Weekly Gun News – Edition 41

Newspapers

The struggle continues. Remember that time is our greatest ally. Generally speaking, once people stop feeling and start thinking, we usually do OK. Its your job, individually, to try to get people to think. Due process is a serious concern for everyone. Even when you leave the domain of constitutional rights, I doubt you’d find support for revoking drivers’ licenses for people on FBI watch lists. Keep the conversation going, and as always, catch more flies with honey.

Ace of Spades “The Competition to Say the Stupidest Possible Thing Has been Unusually Fierce Today” To be fair, I don’t expect non-shooters to know how loud gunfire is versus a popping bike tire. But if you’re ignorant of the subject you should probably acknowledge as much as refrain from commenting.

Dave Kopel: The History of LGBT gun-rights litigation.

Just One Minute has some good commentary on the terror watch list stuff.

Bob Casey changed on guns because he was never in favor of gun rights to begin with. He lied to people to get into office. I was one of those fools. Never again.

Patrick Jonsson: “What AR-15 Owners Say About Their Guns and the Orlando Shooting.” He has been a fair reporter on this issue.

Selena Zito: “Orlando attack re-exposes the great American divide

The Week: “How Democrats Cynically Abandoned All Principle on Guns.” “A five-year ban on anyone who is merely suspected of being involved in terrorism is an egregious violation of due process and constitutional rights — and it goes without saying that the people targeted by these investigations will be largely Muslims.”

Even Gawker thinks this terror watch list stuff is bogus. I don’t think this issue falls along the traditional right/left device. If falls along whether you’re an authoritarian or a civil libertarian, and since politicians tend more toward the authoritarian side of the spectrum, that’s what’s going to give us trouble.

Ann Althouse: “Why aren’t human beings better at reasoning? Notice that this guy is — probably unwittingly — declaring that he’d be just fine with a law that came right out and said no Muslims can buy guns.” When you boil it down, a lot of people would. And so would an uncomfortable number of people who otherwise claim to support gun rights.

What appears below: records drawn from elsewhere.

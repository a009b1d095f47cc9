//! Public runtime API surface.
//!
//! This module gathers the types exposed to consumers of the runtime crate so
//! other layers can stay focused on orchestration or infrastructure.

pub mod errors;
pub mod outcome;

pub use errors::{Result, RuntimeError};
pub use outcome::{GachaOutcome, PullOutcome};
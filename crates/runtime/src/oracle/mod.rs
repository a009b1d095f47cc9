//! Read-only access to the external game-data service.
//!
//! The data service publishes the per-region banner schedule, the character
//! dictionary, the rarity rate config and artwork. [`GachaOracle`] is the
//! seam the runtime consumes it through; the data is immutable for the
//! duration of a batch, while per-user state lives in repositories.
mod directory;
mod error;
mod static_data;

use std::collections::HashMap;

use async_trait::async_trait;
use serde::{Deserialize, Serialize};

use gacha_core::{Banner, CharacterId, CharacterRecord, RateTable};

pub use directory::DirectoryOracle;
pub use error::OracleError;
pub use static_data::StaticOracle;

/// Characters keyed by id.
pub type CharacterDict = HashMap<CharacterId, CharacterRecord>;

/// Shared configuration document of the data service.
#[derive(Clone, Debug, Default, Serialize, Deserialize)]
pub struct CommonConfig {
    #[serde(default)]
    pub regions: Vec<Region>,
}

/// One game server region and its banner schedule.
#[derive(Clone, Debug, Default, Serialize, Deserialize)]
pub struct Region {
    #[serde(default)]
    pub name: Option<String>,
    /// Banners in source order; the first active one is current.
    #[serde(default)]
    pub current_gacha: Vec<Banner>,
}

/// Lookup API of the external game-data service.
#[async_trait]
pub trait GachaOracle: Send + Sync {
    /// Region list with each region's banner schedule.
    async fn common_config(&self) -> Result<CommonConfig, OracleError>;

    /// Character dictionary keyed by id.
    async fn characters(&self) -> Result<CharacterDict, OracleError>;

    /// Base rates and rate-up chances for the current banner context.
    async fn rate_table(&self) -> Result<RateTable, OracleError>;

    /// Raw bytes of an asset such as a portrait image.
    async fn fetch_asset(&self, path: &str) -> Result<Vec<u8>, OracleError>;
}
//! Oracle reading a local snapshot of the data service.

use std::collections::HashMap;
use std::path::{Component, Path, PathBuf};

use async_trait::async_trait;
use serde::Deserialize;
use serde::de::DeserializeOwned;

use gacha_core::{CharacterRecord, RateConfig, RateTable};

use super::{CharacterDict, CommonConfig, GachaOracle, OracleError};

/// Student list as published: either an array or an object keyed by id.
#[derive(Deserialize)]
#[serde(untagged)]
enum StudentsDocument {
    List(Vec<CharacterRecord>),
    Keyed(HashMap<String, CharacterRecord>),
}

/// Oracle backed by a directory snapshot of the data service.
///
/// # Directory Layout
///
/// ```text
/// {root}/
///   ├── common.json      region list with `current_gacha` banners
///   ├── students.json    character records (`Id`, `StarGrade`, `DevName`)
///   ├── gacha.json       rate config (`base` / `up`)
///   └── images/...       assets, addressed by their data-service path
/// ```
///
/// Files are read on every call; the snapshot itself is maintained by
/// whatever syncs it from the remote service.
#[derive(Clone, Debug)]
pub struct DirectoryOracle {
    root: PathBuf,
}

impl DirectoryOracle {
    pub const COMMON_FILE: &'static str = "common.json";
    pub const STUDENTS_FILE: &'static str = "students.json";
    pub const RATES_FILE: &'static str = "gacha.json";

    pub fn new(root: impl AsRef<Path>) -> Self {
        Self {
            root: root.as_ref().to_path_buf(),
        }
    }

    async fn read(&self, relative: &Path) -> Result<Vec<u8>, OracleError> {
        let path = self.root.join(relative);
        tokio::fs::read(&path)
            .await
            .map_err(|source| OracleError::Io { path, source })
    }

    async fn read_json<T: DeserializeOwned>(&self, file: &str) -> Result<T, OracleError> {
        let bytes = self.read(Path::new(file)).await?;
        serde_json::from_slice(&bytes).map_err(|source| OracleError::Malformed {
            document: file.to_string(),
            source,
        })
    }
}

/// Asset paths must stay inside the snapshot root.
fn is_contained(path: &Path) -> bool {
    path.components()
        .all(|component| matches!(component, Component::Normal(_) | Component::CurDir))
}

#[async_trait]
impl GachaOracle for DirectoryOracle {
    async fn common_config(&self) -> Result<CommonConfig, OracleError> {
        self.read_json(Self::COMMON_FILE).await
    }

    async fn characters(&self) -> Result<CharacterDict, OracleError> {
        let document: StudentsDocument = self.read_json(Self::STUDENTS_FILE).await?;
        let records: Vec<CharacterRecord> = match document {
            StudentsDocument::List(records) => records,
            StudentsDocument::Keyed(records) => records.into_values().collect(),
        };

        tracing::debug!("Loaded {} character records", records.len());

        Ok(records
            .into_iter()
            .map(|record| (record.id, record))
            .collect())
    }

    async fn rate_table(&self) -> Result<RateTable, OracleError> {
        let config: RateConfig = self.read_json(Self::RATES_FILE).await?;
        Ok(RateTable::try_from(&config)?)
    }

    async fn fetch_asset(&self, path: &str) -> Result<Vec<u8>, OracleError> {
        let relative = Path::new(path.trim_start_matches('/'));
        if !is_contained(relative) {
            return Err(OracleError::AssetNotFound(path.to_string()));
        }

        match self.read(relative).await {
            Err(OracleError::Io { source, .. })
                if source.kind() == std::io::ErrorKind::NotFound =>
            {
                Err(OracleError::AssetNotFound(path.to_string()))
            }
            other => other,
        }
    }
}

#[cfg(test)]
mod tests {
    use gacha_core::{CharacterId, Rarity};
    use tempfile::TempDir;

    use super::*;

    fn write(dir: &Path, name: &str, content: &str) {
        let path = dir.join(name);
        std::fs::create_dir_all(path.parent().unwrap()).unwrap();
        std::fs::write(path, content).unwrap();
    }

    fn snapshot() -> TempDir {
        let temp_dir = TempDir::new().unwrap();
        let root = temp_dir.path();
        write(
            root,
            "common.json",
            r#"{"regions": [
                {"name": "jp", "current_gacha": [{"characters": [1], "start": 0, "end": 100}]},
                {"name": "global"}
            ]}"#,
        );
        write(
            root,
            "students.json",
            r#"[{"Id": 1, "StarGrade": 3, "DevName": "Aru", "Name": "Aru"},
                {"Id": 2, "StarGrade": 1, "DevName": "Mutsuki"}]"#,
        );
        write(
            root,
            "gacha.json",
            r#"{"base": {"1": {"chance": 0.785, "char": [2]},
                         "2": {"chance": 0.185, "char": []},
                         "3": {"chance": 0.03, "char": [1]}},
                "up": {"3": {"chance": 0.007}}}"#,
        );
        write(root, "images/portrait.webp", "bytes");
        temp_dir
    }

    #[tokio::test]
    async fn reads_snapshot_documents() {
        let dir = snapshot();
        let oracle = DirectoryOracle::new(dir.path());

        let common = oracle.common_config().await.unwrap();
        assert_eq!(common.regions.len(), 2);
        assert_eq!(common.regions[0].current_gacha[0].pickup, vec![CharacterId(1)]);
        assert!(common.regions[1].current_gacha.is_empty());

        let characters = oracle.characters().await.unwrap();
        assert_eq!(characters[&CharacterId(1)].rarity(), Some(Rarity::Three));

        let rates = oracle.rate_table().await.unwrap();
        assert_eq!(rates.pickup(Rarity::Three).unwrap().chance, 0.007);
    }

    #[tokio::test]
    async fn accepts_keyed_student_document() {
        let dir = snapshot();
        write(
            dir.path(),
            "students.json",
            r#"{"7": {"Id": 7, "StarGrade": 2, "DevName": "Serika"}}"#,
        );
        let characters = DirectoryOracle::new(dir.path()).characters().await.unwrap();
        assert_eq!(characters[&CharacterId(7)].dev_name, "Serika");
    }

    #[tokio::test]
    async fn fetches_assets_inside_root_only() {
        let dir = snapshot();
        let oracle = DirectoryOracle::new(dir.path());

        assert_eq!(oracle.fetch_asset("images/portrait.webp").await.unwrap(), b"bytes");
        assert!(matches!(
            oracle.fetch_asset("images/missing.webp").await,
            Err(OracleError::AssetNotFound(_))
        ));
        assert!(matches!(
            oracle.fetch_asset("../secret").await,
            Err(OracleError::AssetNotFound(_))
        ));
    }

    #[tokio::test]
    async fn malformed_document_names_the_file() {
        let dir = snapshot();
        write(dir.path(), "gacha.json", "{");
        let err = DirectoryOracle::new(dir.path()).rate_table().await.unwrap_err();
        assert!(matches!(err, OracleError::Malformed { ref document, .. } if document == "gacha.json"));
    }
}
use crate::core::context::SimulationContext;
use crate::core::entity_pool::EntityPool;
use crate::core::errors::{SimResult, SimulationError};
use crate::core::event::{EventRecord, SimEvent};
use crate::core::execution::config::SimulationConfig;
use crate::core::handlers;
use crate::core::observer::SimulationObserver;
use crate::core::queue_network::{QueueName, QueueNetwork};
use crate::core::report::RunReport;
use crate::core::types::{Entity, SimTime};
use crate::core::variates::VariateSource;
use log::{debug, info, warn};
use uuid::Uuid;

/// Drives one run of the McBurger model: populates the agent pools, arms
/// the customer generator and fires events until the stop time.
pub struct Simulation {
    run_id: Uuid,
    config: SimulationConfig,
    context: SimulationContext,
    initialized: bool,
    events_processed: u64,
    /// Set once a handler fails; the run cannot continue after that
    failure: Option<SimulationError>,
    trace: Vec<EventRecord>,
    observers: Vec<Box<dyn SimulationObserver>>,
}

impl Simulation {
    /// Validate the configuration and build the entity pools and random
    /// streams. No event runs until `initialize` and `run`.
    pub fn configure(config: SimulationConfig) -> SimResult<Self> {
        config.validate()?;
        let pool = EntityPool::new(config.num_takers, config.num_preppers);
        let variates = VariateSource::new(config.seed, &config.service_times, config.delay_mode)?;

        Ok(Self {
            run_id: Uuid::new_v4(),
            context: SimulationContext::new(pool, variates),
            config,
            initialized: false,
            events_processed: 0,
            failure: None,
            trace: Vec::new(),
            observers: Vec::new(),
        })
    }

    /// Put every agent in its idle queue and schedule the first customer
    /// generation at time zero
    pub fn initialize(&mut self) -> SimResult<()> {
        if self.initialized {
            warn!("run {} is already initialized", self.run_id);
            return Ok(());
        }

        let now = self.context.now();
        let ctx = &mut self.context;
        for agent in ctx.pool.takers() {
            ctx.network.idle_takers.insert(agent.id, now)?;
        }
        for agent in ctx.pool.preppers() {
            ctx.network.idle_preppers.insert(agent.id, now)?;
        }
        ctx.scheduler.schedule_event(SimEvent::Generate, 0.0)?;

        self.initialized = true;
        debug!(
            "run {} initialized with {} takers and {} preppers",
            self.run_id, self.config.num_takers, self.config.num_preppers
        );
        Ok(())
    }

    /// Add an observer to the simulation
    pub fn add_observer(&mut self, observer: Box<dyn SimulationObserver>) {
        self.observers.push(observer);
    }

    /// Place an extra event on the event list, `delay` after the current clock
    pub fn schedule(&mut self, event: SimEvent, delay: f64) -> SimResult<SimTime> {
        self.context.scheduler.schedule_event(event, delay)
    }

    /// Run until the next event would fall after the stop time or no events
    /// remain. The clock then stands at the stop time.
    pub fn run(&mut self) -> SimResult<RunReport> {
        if !self.initialized {
            return Err(SimulationError::NotInitialized);
        }
        info!(
            "run {} started: seed {}, stop time {}",
            self.run_id, self.config.seed, self.config.stop_time
        );

        while self.step()?.is_some() {}

        if self.context.scheduler.has_events() {
            self.context.scheduler.advance_to(self.config.stop_time);
        }

        let report = self.report();
        for observer in &mut self.observers {
            observer.on_finish(&report);
        }
        info!(
            "run {} finished at {:.4} after {} events",
            self.run_id,
            self.clock(),
            self.events_processed
        );
        Ok(report)
    }

    /// Fire the next event if it is due by the stop time. Returns `None`
    /// when nothing is left to do.
    pub fn step(&mut self) -> SimResult<Option<EventRecord>> {
        if let Some(failure) = &self.failure {
            return Err(failure.clone());
        }
        if !self.initialized {
            return Err(SimulationError::NotInitialized);
        }

        let Some((time, event)) = self.context.scheduler.pop_next(self.config.stop_time) else {
            return Ok(None);
        };

        let touched = match self.execute(event) {
            Ok(touched) => touched,
            Err(err) => {
                warn!("run {} aborted at {:.4}: {}", self.run_id, time, err);
                self.failure = Some(err.clone());
                return Err(err);
            }
        };

        self.events_processed += 1;
        let mut entities = event.entities();
        entities.extend(touched);
        let record = EventRecord {
            sequence: self.events_processed,
            time,
            kind: event.kind(),
            entities,
        };

        if self.config.record_trace
            && self
                .config
                .trace_window
                .map_or(true, |window| window.contains(time))
        {
            self.trace.push(record.clone());
        }
        for observer in &mut self.observers {
            observer.on_event(&record, &self.context.network);
        }
        Ok(Some(record))
    }

    fn execute(&mut self, event: SimEvent) -> SimResult<Vec<Entity>> {
        let touched = handlers::dispatch(&mut self.context, event)?;
        if self.config.verify_invariants {
            self.context
                .network
                .check_invariants(&self.context.pool, self.context.now())?;
        }
        Ok(touched)
    }

    /// Snapshot of the run's counters and queue statistics
    pub fn report(&self) -> RunReport {
        let pool = &self.context.pool;
        let now = self.clock();
        RunReport {
            run_id: self.run_id,
            seed: self.config.seed,
            stop_time: self.config.stop_time,
            final_clock: now,
            events_processed: self.events_processed,
            customers_created: pool.customers_created(),
            customers_departed: pool.customers_departed(),
            customers_waiting: self.context.network.waiting_customers.len() as u64,
            customers_in_service: pool.customers_in_service(),
            queues: self.context.network.statistics(now),
        }
    }

    /// Get current simulation time
    pub fn clock(&self) -> SimTime {
        self.context.now()
    }

    pub fn run_id(&self) -> Uuid {
        self.run_id
    }

    pub fn config(&self) -> &SimulationConfig {
        &self.config
    }

    pub fn queue_len(&self, queue: QueueName) -> usize {
        self.context.network.len(queue)
    }

    pub fn network(&self) -> &QueueNetwork {
        &self.context.network
    }

    pub fn pool(&self) -> &EntityPool {
        &self.context.pool
    }

    /// Events still on the event list, in the order they will fire
    pub fn pending_events(&self) -> Vec<(SimTime, SimEvent)> {
        self.context.scheduler.pending()
    }

    /// Recorded events, in execution order
    pub fn trace(&self) -> &[EventRecord] {
        &self.trace
    }

    pub fn events_processed(&self) -> u64 {
        self.events_processed
    }

    /// Check every network invariant against the current state
    pub fn check_invariants(&self) -> SimResult<()> {
        self.context
            .network
            .check_invariants(&self.context.pool, self.context.now())
    }
}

Lessons Learned from the Orlando Shooting Police Response.

Charles C.W. Cooke: “Is there something in the water over at Slate?

Chris Cox: “Where Does the ‘Powerful Gun Lobby’ Get Its Power?” He’s right about their ability to communicate being a lot better. It has improved greatly from what it was when I started blogging.

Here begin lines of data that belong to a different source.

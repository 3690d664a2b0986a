use super::entity_pool::EntityPool;
use super::event_scheduler::EventScheduler;
use super::queue_network::QueueNetwork;
use super::types::SimTime;
use super::variates::VariateSource;

/// All mutable state of a run, handed to each transition handler in turn.
///
/// Handlers run one at a time, so plain `&mut` access is all the
/// coordination the network needs.
#[derive(Debug, Clone)]
pub struct SimulationContext {
    pub scheduler: EventScheduler,
    pub network: QueueNetwork,
    pub pool: EntityPool,
    pub variates: VariateSource,
}

impl SimulationContext {
    pub fn new(pool: EntityPool, variates: VariateSource) -> Self {
        Self {
            scheduler: EventScheduler::new(),
            network: QueueNetwork::new(),
            pool,
            variates,
        }
    }

    pub fn now(&self) -> SimTime {
        self.scheduler.clock()
    }
}
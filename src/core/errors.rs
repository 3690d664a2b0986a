use super::types::{CustomerId, Entity, PrepperId, SimTime, TakerId};
use std::fmt;

/// Errors that end a simulation run. None of them are recoverable once the
/// run has started.
#[derive(Debug, Clone, PartialEq, thiserror::Error)]
pub enum SimulationError {
    #[error("configuration error: {parameter} {reason}")]
    Configuration {
        parameter: &'static str,
        reason: String,
    },

    #[error("scheduling error: delay {delay} requested at clock {clock}")]
    Scheduling { delay: f64, clock: SimTime },

    #[error("invariant violation in {queue} at clock {clock}: {entity} {detail}")]
    InvariantViolation {
        queue: &'static str,
        entity: EntityRef,
        clock: SimTime,
        detail: String,
    },

    #[error("simulation has not been initialized")]
    NotInitialized,

    #[error("replication thread pool: {0}")]
    ThreadPool(String),
}

pub type SimResult<T> = Result<T, SimulationError>;

impl SimulationError {
    pub fn configuration(parameter: &'static str, reason: impl Into<String>) -> Self {
        SimulationError::Configuration {
            parameter,
            reason: reason.into(),
        }
    }

    pub fn invariant(
        queue: &'static str,
        entity: impl Into<EntityRef>,
        clock: SimTime,
        detail: impl Into<String>,
    ) -> Self {
        SimulationError::InvariantViolation {
            queue,
            entity: entity.into(),
            clock,
            detail: detail.into(),
        }
    }

    pub fn is_invariant_violation(&self) -> bool {
        matches!(self, SimulationError::InvariantViolation { .. })
    }
}

/// The entity a violation is about. Network-wide checks such as customer
/// conservation are not about any single entity.
#[derive(Debug, Clone, Copy, PartialEq)]
pub enum EntityRef {
    One(Entity),
    Network,
}

impl From<Entity> for EntityRef {
    fn from(entity: Entity) -> Self {
        EntityRef::One(entity)
    }
}

impl From<CustomerId> for EntityRef {
    fn from(id: CustomerId) -> Self {
        EntityRef::One(id.into())
    }
}

impl From<TakerId> for EntityRef {
    fn from(id: TakerId) -> Self {
        EntityRef::One(id.into())
    }
}

impl From<PrepperId> for EntityRef {
    fn from(id: PrepperId) -> Self {
        EntityRef::One(id.into())
    }
}

impl fmt::Display for EntityRef {
    fn fmt(&self, f: &mut fmt::Formatter<'_>) -> fmt::Result {
        match self {
            EntityRef::One(entity) => write!(f, "{}", entity),
            EntityRef::Network => f.write_str("network"),
        }
    }
}
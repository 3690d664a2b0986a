use super::errors::{SimResult, SimulationError};
use super::execution::config::{DelayMode, ServiceTimes};
use log::trace;
use rand::rngs::StdRng;
use rand::{Rng, SeedableRng};
use rand_distr::{Distribution, Exp};

/// The four random processes of the model
#[derive(Debug, Clone, Copy, PartialEq, Eq)]
pub enum Process {
    InterArrival,
    OrderTaking,
    Cooking,
    Paying,
}

impl Process {
    pub fn name(&self) -> &'static str {
        match self {
            Process::InterArrival => "InterArrivalTimeStream",
            Process::OrderTaking => "OrderTakingTimeStream",
            Process::Cooking => "CookingTimeStream",
            Process::Paying => "PayingTimeStream",
        }
    }
}

/// One independently seeded stream of exponential durations
#[derive(Debug, Clone)]
struct DurationStream {
    process: Process,
    mean: f64,
    distribution: Exp<f64>,
    rng: StdRng,
    samples: u64,
}

impl DurationStream {
    fn new(process: Process, mean: f64, seed: u64) -> SimResult<Self> {
        let distribution = Exp::new(1.0 / mean).map_err(|e| {
            SimulationError::configuration(process.name(), format!("invalid mean {mean}: {e}"))
        })?;
        Ok(Self {
            process,
            mean,
            distribution,
            rng: StdRng::seed_from_u64(seed),
            samples: 0,
        })
    }

    fn sample(&mut self, mode: DelayMode) -> f64 {
        self.samples += 1;
        let value = match mode {
            DelayMode::Fixed => self.mean,
            DelayMode::Exponential => loop {
                let value = self.distribution.sample(&mut self.rng);
                if value >= 0.0 && value.is_finite() {
                    break value;
                }
            },
        };
        trace!("{} sample #{}: {:.4}", self.process.name(), self.samples, value);
        value
    }
}

/// Source of the random durations that drive the model.
///
/// A master generator seeded with the run seed hands out one seed per
/// stream, so every stream is reproducible and drawing from one never
/// shifts another.
#[derive(Debug, Clone)]
pub struct VariateSource {
    mode: DelayMode,
    inter_arrival: DurationStream,
    order_taking: DurationStream,
    cooking: DurationStream,
    paying: DurationStream,
}

impl VariateSource {
    pub fn new(seed: u64, means: &ServiceTimes, mode: DelayMode) -> SimResult<Self> {
        let mut seeds = StdRng::seed_from_u64(seed);
        Ok(Self {
            mode,
            inter_arrival: DurationStream::new(Process::InterArrival, means.inter_arrival, seeds.gen())?,
            order_taking: DurationStream::new(Process::OrderTaking, means.order_taking, seeds.gen())?,
            cooking: DurationStream::new(Process::Cooking, means.cooking, seeds.gen())?,
            paying: DurationStream::new(Process::Paying, means.paying, seeds.gen())?,
        })
    }

    pub fn inter_arrival(&mut self) -> f64 {
        self.inter_arrival.sample(self.mode)
    }

    pub fn order_taking(&mut self) -> f64 {
        self.order_taking.sample(self.mode)
    }

    pub fn cooking(&mut self) -> f64 {
        self.cooking.sample(self.mode)
    }

    pub fn paying(&mut self) -> f64 {
        self.paying.sample(self.mode)
    }

    pub fn sample(&mut self, process: Process) -> f64 {
        match process {
            Process::InterArrival => self.inter_arrival(),
            Process::OrderTaking => self.order_taking(),
            Process::Cooking => self.cooking(),
            Process::Paying => self.paying(),
        }
    }

    /// Number of samples drawn so far from a stream
    pub fn samples_drawn(&self, process: Process) -> u64 {
        match process {
            Process::InterArrival => self.inter_arrival.samples,
            Process::OrderTaking => self.order_taking.samples,
            Process::Cooking => self.cooking.samples,
            Process::Paying => self.paying.samples,
        }
    }
}
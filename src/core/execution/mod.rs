pub mod config;
pub mod replication;
pub mod simulation_engine;

// Re-export commonly used types
pub use config::{ConcurrencyMode, DelayMode, ServiceTimes, SimulationConfig, TraceWindow};
pub use replication::run_replications;
pub use simulation_engine::Simulation;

AMA Looking to Profit from Orlando Shooting. The AMA is probably a bigger enemy on this topic than the CDC. The CDC is always out to please its political masters, whereas the AMA will always publish stuff that puts gun rights in a bad light.

Clayton Cramer: Target ISIS, not pressure cookers.

Also from Clayton: Assault Weapons, Fact & Fiction.

Joan Peterson: “I have a question for these folks. Do you honestly think that those who have been identified as known terrorists should be able to purchase guns legally from licensed dealers?” She poses the question like she wants a discussion, but she does not. Any pro-gun position on her blog eventually gets banned when they show she’s incapable of thinking or arguing. She’ll manipulate her comments to make herself look smarter than she really is.

Reminder: The gun control movement doesn’t have a monopoly on victims. There’s way too much of people claiming victimhood status to avoid healthy debate and discussion, and its ruining the country.

Dave Hardy: “Why, you’d almost think that the gun issue is a legislative surrogate for the conflict between criminals and honest people….

Shannon Watts is out again with that “regular ol’ mom” crap.

Charlie Mitchell: “Today’s National Rifle Association is a trade association — protecting manufacturers — yet masquerades as a grassroots citizen rights movement.” I stop reading after that, because right there that tells me he doesn’t have any idea what he’s talking about.

Gallup Poll: 2:1 Americans think arming more people with concealed carry guns will help prevent terrorism.

Looks like G4S may have doctored some of the psych eval paperwork for the Orlando attacker.

Off Topic, but sadly not really:

The Senate very narrowly rejected a bill that would have given the FBI expanded surveillance powers to search e-mail records without a warrant. Note it was mostly Dems that stopped this. Except for Paul (KY), Gardner (CO), Daines (MT), and Murkowski (AK), the rest of the GOP loves themselves some “law and order” even at the expense of civil liberties.

10 thoughts on “Weekly Gun News – Edition 41”

  1. re. Peterson … if someone is a known terrorist, not a “suspected possible terror connected person”, they ought to be, oh, I dunno, arrested and charged with the actual crimes involved.

    Not “put on a secret list you can’t get off of and kept from buying guns from dealers, but otherwise left to their devices”.

    1. Bingo. She conflates known terrorists- who should be locked up!- with those “suspected” terrorists who are put on for who knows what reason (since its a secret list) and cannot get off.

      1. “She conflates known terrorists…”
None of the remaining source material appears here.